**YOUR GOAL**
Retype the data below in full, keeping every character as it is.

<<<<

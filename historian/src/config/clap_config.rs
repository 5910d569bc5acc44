use clap::{crate_version, Arg, Command};

use super::{LogFormat, LogLevel};

/// Low-level `clap` command, so that `value_source` can tell whether an option was set by the
/// user (cli/env) or by its default value.
///
/// This covers everything that can be configured from the cli and env. The options that can
/// also come from the TOML file are global, so they may appear before or after the subcommand
pub(super) fn command() -> Command {
    Command::new("historian")
        .about("Replays a ledger's append events into a local history tree, and proves votes")
        .version(crate_version!()) // pick the version from `Cargo.toml`
        .propagate_version(true)
        .subcommand(
            Command::new("commit")
                .about("Print the digests a value and salt are committed under")
                .arg(value_arg())
                .arg(salt_arg()),
        )
        .subcommand(Command::new("replay").about("Replay the event log and print the root"))
        .subcommand(
            Command::new("prove")
                .about("Replay the event log and prove a committed value is included")
                .arg(value_arg())
                .arg(salt_arg())
                .arg(
                    Arg::new("root")
                        .help("Root to prove against, defaults to the replayed root")
                        .long("root")
                        .value_name("ROOT")
                        .value_parser(clap::value_parser!(String)),
                ),
        )
        .subcommand(
            Command::new("verify")
                .about("Check a proof produced by `prove`")
                .arg(
                    Arg::new("proof")
                        .help("Path to the JSON proof")
                        .long("proof")
                        .value_name("PROOF")
                        .required(true)
                        .value_parser(clap::value_parser!(String)),
                ),
        )
        .arg(
            Arg::new("root-dir")
                .help("Root directory where configuration is stored")
                .short('r')
                .long("root-dir")
                .value_name("ROOT_DIR")
                .env("HISTORIAN_ROOT_DIR")
                .global(true)
                .value_parser(clap::value_parser!(String))
                .default_value("~/.historian"),
        )
        .arg(
            Arg::new("log-level")
                .help("Log level")
                .long("log-level")
                .value_name("LOG_LEVEL")
                .env("HISTORIAN_LOG_LEVEL")
                .global(true)
                .value_parser(clap::builder::EnumValueParser::<LogLevel>::new())
                .default_value("INFO"),
        )
        .arg(
            Arg::new("log-format")
                .help("Log format")
                .long("log-format")
                .value_name("LOG_FORMAT")
                .env("HISTORIAN_LOG_FORMAT")
                .global(true)
                .value_parser(clap::builder::EnumValueParser::<LogFormat>::new())
                .default_value("PRETTY"),
        )
        .arg(
            Arg::new("events")
                .help("Path to the append event log, as JSON")
                .short('e')
                .long("events")
                .value_name("EVENTS")
                .env("HISTORIAN_EVENTS")
                .global(true)
                .value_parser(clap::value_parser!(String)),
        )
}

fn value_arg() -> Arg {
    Arg::new("value")
        .help("The value voted for")
        .long("value")
        .value_name("VALUE")
        .required(true)
        .value_parser(clap::value_parser!(String))
}

fn salt_arg() -> Arg {
    Arg::new("salt")
        .help("The salt the value was committed with, as a number, 0x-prefixed hex or text")
        .long("salt")
        .value_name("SALT")
        .required(true)
        .value_parser(clap::value_parser!(String))
}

>>>>

**OUTPUT OF THE EXERCISE**
filename historian/src/config/clap_config.rs
repository 5910d569bc5acc44
use clap::{crate_version, Arg, Command};

use super::{LogFormat, LogLevel};

/// Low-level `clap` command, so that `value_source` can tell whether an option was set by the
/// user (cli/env) or by its default value.
///
/// This covers everything that can be configured from the cli and env. The options that can
/// also come from the TOML file are global, so they may appear before or after the subcommand
pub(super) fn command() -> Command {
    Command::new("historian")
        .about("Replays a ledger's append events into a local history tree, and proves votes")
        .version(crate_version!()) // pick the version from `Cargo.toml`
        .propagate_version(true)
        .subcommand(
            Command::new("commit")
                .about("Print the digests a value and salt are committed under")
                .arg(value_arg())
                .arg(salt_arg()),
        )
        .subcommand(Command::new("replay").about("Replay the event log and print the root"))
        .subcommand(
            Command::new("prove")
                .about("Replay the event log and prove a committed value is included")
                .arg(value_arg())
                .arg(salt_arg())
                .arg(
                    Arg::new("root")
                        .help("Root to prove against, defaults to the replayed root")
                        .long("root")
                        .value_name("ROOT")
                        .value_parser(clap::value_parser!(String)),
                ),
        )
        .subcommand(
            Command::new("verify")
                .about("Check a proof produced by `prove`")
                .arg(
                    Arg::new("proof")
                        .help("Path to the JSON proof")
                        .long("proof")
                        .value_name("PROOF")
                        .required(true)
                        .value_parser(clap::value_parser!(String)),
                ),
        )
        .arg(
            Arg::new("root-dir")
                .help("Root directory where configuration is stored")
                .short('r')
                .long("root-dir")
                .value_name("ROOT_DIR")
                .env("HISTORIAN_ROOT_DIR")
                .global(true)
                .value_parser(clap::value_parser!(String))
                .default_value("~/.historian"),
        )
        .arg(
            Arg::new("log-level")
                .help("Log level")
                .long("log-level")
                .value_name("LOG_LEVEL")
                .env("HISTORIAN_LOG_LEVEL")
                .global(true)
                .value_parser(clap::builder::EnumValueParser::<LogLevel>::new())
                .default_value("INFO"),
        )
        .arg(
            Arg::new("log-format")
                .help("Log format")
                .long("log-format")
                .value_name("LOG_FORMAT")
                .env("HISTORIAN_LOG_FORMAT")
                .global(true)
                .value_parser(clap::builder::EnumValueParser::<LogFormat>::new())
                .default_value("PRETTY"),
        )
        .arg(
            Arg::new("events")
                .help("Path to the append event log, as JSON")
                .short('e')
                .long("events")
                .value_name("EVENTS")
                .env("HISTORIAN_EVENTS")
                .global(true)
                .value_parser(clap::value_parser!(String)),
        )
}

fn value_arg() -> Arg {
    Arg::new("value")
        .help("The value voted for")
        .long("value")
        .value_name("VALUE")
        .required(true)
        .value_parser(clap::value_parser!(String))
}

fn salt_arg() -> Arg {
    Arg::new("salt")
        .help("The salt the value was committed with, as a number, 0x-prefixed hex or text")
        .long("salt")
        .value_name("SALT")
        .required(true)
        .value_parser(clap::value_parser!(String))
}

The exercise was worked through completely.